Test and deploy a model server#

In this section

Testing the model#

MLRun provides a mock server as part of the serving runtime. This gives you the ability to deploy your serving function in your local environment for testing purposes.

serving_fn = code_to_function(name='myService', kind='serving', image='mlrun/mlrun')
serving_fn.add_model('my_model', model_path=model_file_path)
server = serving_fn.to_mock_server()

You can use test data and programmatically invoke the predict() method of mock server. In this example, the model is expecting a python dictionary as input.

my_data = '''{"inputs":[[5.1, 3.5, 1.4, 0.2],[7.7, 3.8, 6.7, 2.2]]}'''
server.test("/v2/models/my_model/infer", body=my_data)

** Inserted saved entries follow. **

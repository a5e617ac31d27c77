//! Match Tick
//!
//! One simulation step of a match. Entities are walked from the back of the
//! list to the front so a pickup or bullet can be removed in place. Bullets
//! fired by bots during the walk land at the end of the list and first move
//! on the following tick.

use rand::Rng;
use tracing::debug;
#[cfg(feature = "debug-tracing")]
use tracing::trace;

use crate::core::constants::{
    AMMO_PICKUP, MAX_HEALTH, MAX_X, MAX_Z, MEDKIT_HEAL, MIN_X, MIN_Z, PICKUP_RANGE,
    ZONE_DAMAGE, ZONE_DAMAGE_INTERVAL,
};
use crate::game::bot::{nearest_entity, run_bot};
use crate::game::collision::bullet_collision;
use crate::game::entity::EntityType;
use crate::game::events::GameEvent;
use crate::game::state::MatchState;
use crate::game::zone::Circle;

/// Result of a tick.
#[derive(Clone, Copy, Debug, Default, PartialEq, Eq)]
pub struct TickResult {
    /// Whether the simulation ran (started and not over)
    pub ran: bool,
    /// Bullets and pickups removed this tick
    pub removed: usize,
    /// Players eliminated this tick
    pub eliminations: usize,
}

/// Configuration for match population and simulation.
#[derive(Clone, Debug, PartialEq)]
pub struct MatchConfig {
    /// Bots spawned into every new match
    pub bot_count: usize,
    /// Ammo boxes placed at creation
    pub ammo_count: usize,
    /// Medkits placed at creation
    pub medkit_count: usize,
    /// Health lost outside the inner circle
    pub zone_damage: i32,
    /// Ticks between zone damage applications
    pub zone_damage_interval: u64,
}

impl Default for MatchConfig {
    fn default() -> Self {
        Self {
            bot_count: 19,
            ammo_count: 40,
            medkit_count: 40,
            zone_damage: ZONE_DAMAGE,
            zone_damage_interval: ZONE_DAMAGE_INTERVAL,
        }
    }
}

/// Run one simulation tick at wall-clock second `now`.
///
/// `rng` feeds bot aim jitter only; world generation has its own stream.
pub fn tick<R: Rng + ?Sized>(
    state: &mut MatchState,
    now: f64,
    config: &MatchConfig,
    rng: &mut R,
) -> TickResult {
    let mut result = TickResult::default();

    state.update_clock(now);
    if !state.is_started() || state.is_game_over() {
        return result;
    }
    result.ran = true;

    let inner = state.island.zone.inner_circle(state.current_time);
    let outer = state.island.zone.outer_circle(state.current_time);
    let now_ms = now * 1000.0;
    let events_before = state.pending_events().len();

    for i in (0..state.entities.len()).rev() {
        let entity = &state.entities[i];
        if !entity.is_alive() {
            continue;
        }

        #[cfg(feature = "debug-tracing")]
        trace!(
            match_id = state.match_id,
            entity_id = entity.entity_id,
            entity_type = ?entity.entity_type,
            position = ?entity.position,
            "Tick entity"
        );

        let kind = entity.entity_type;
        let remove = match kind {
            EntityType::Player => {
                update_player(state, i, &inner, &outer, now_ms, config, rng);
                false
            }
            EntityType::Bullet => update_bullet(state, i),
            kind if kind.is_pickup() => update_pickup(state, i),
            _ => false,
        };

        if remove {
            state.entities.remove(i);
            result.removed += 1;
        }
    }

    result.eliminations = state.pending_events()[events_before..]
        .iter()
        .filter(|e| e.is_elimination())
        .count();
    state.update_count += 1;

    result
}

fn update_player<R: Rng + ?Sized>(
    state: &mut MatchState,
    index: usize,
    inner: &Circle,
    outer: &Circle,
    now_ms: f64,
    config: &MatchConfig,
    rng: &mut R,
) {
    let player = &mut state.entities[index];
    if let Some(cooldown) = player.cooldown.as_mut() {
        *cooldown = cooldown.saturating_sub(1);
    }

    if player.bot {
        run_bot(state, index, inner, outer, now_ms, rng);
    }

    if config.zone_damage_interval > 0 && state.update_count % config.zone_damage_interval == 0 {
        let player = &mut state.entities[index];
        if !inner.contains_point(player.position) {
            player.damage(config.zone_damage);
            debug!(
                match_id = state.match_id,
                player = player.entity_id,
                health = player.health,
                "Player outside the zone"
            );
            state.check_player_death(index, None);
        }
    }
}

/// Returns `true` when the bullet should be removed.
fn update_bullet(state: &mut MatchState, index: usize) -> bool {
    let hit = bullet_collision(state, index);

    let bullet = &mut state.entities[index];
    if let Some(velocity) = bullet.velocity {
        bullet.position = bullet.position + velocity;
    }

    let p = bullet.position;
    let out_of_bounds = p.x < MIN_X || p.x > MAX_X || p.z < MIN_Z || p.z > MAX_Z;
    if out_of_bounds {
        debug!(match_id = state.match_id, bullet = bullet.entity_id, "Bullet out of bounds");
    }

    hit || out_of_bounds
}

/// Returns `true` when the pickup was collected.
fn update_pickup(state: &mut MatchState, index: usize) -> bool {
    let Some(collector_index) = nearest_entity(state, index, EntityType::Player, PICKUP_RANGE, None)
    else {
        return false;
    };

    let pickup = &state.entities[index];
    let (kind, position) = (pickup.entity_type, pickup.position);

    let collector = &mut state.entities[collector_index];
    match kind {
        EntityType::Ammo => collector.ammo = Some(collector.ammo_count() + AMMO_PICKUP),
        _ => collector.health = (collector.health + MEDKIT_HEAL).min(MAX_HEALTH),
    }
    let collector_id = collector.entity_id;

    debug!(match_id = state.match_id, collector = collector_id, kind = ?kind, "Pickup collected");
    state.push_event(GameEvent::Pickup {
        position,
        collector: collector_id,
        kind,
    });
    true
}

// =============================================================================
// TESTS
// =============================================================================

The data structure used in the body parameter depends on how the predict() method of the model server is defined. For examples of how to define your own model server class, see here.

To review the mock server api, see here.

Deploying the model#

Deploying models in MLRun uses a special function type serving. You can create a serving function using the code_to_function() call from a notebook. You can also import an existing serving function/template from the marketplace.

This example converts a notebook to a serving function and adds a model to it:

from mlrun import code_to_function
fn = code_to_function('my-function', kind='serving')
fn.add_model('m1', model_path=<model-artifact/dir>, class_name='MyClass', x=100)

See .add_model() docstring for help and parameters.

See the full Model Server example.

If you want to use multiple versions for the same model, use : to separate the name from the version. For example, if the name is mymodel:v2 it means model name mymodel version v2.

You should specify the model_path (url of the model artifact/dir) and the class_name name (or class module.submodule.class). Alternatively, you can set the model_url for calling a model that is served by another function (can be used for ensembles).

The function object(fn) accepts many options. You can specify replicas range (auto-scaling), cpu/gpu/mem resources, add shared volume mounts, secrets, and any other Kubernetes resource through the fn.spec object or fn methods.

For example, fn.gpu(1) means each replica uses one GPU.

To deploy a model, simply call:

fn.deploy()

You can also deploy a model from within an ML pipeline (check the various demos for details).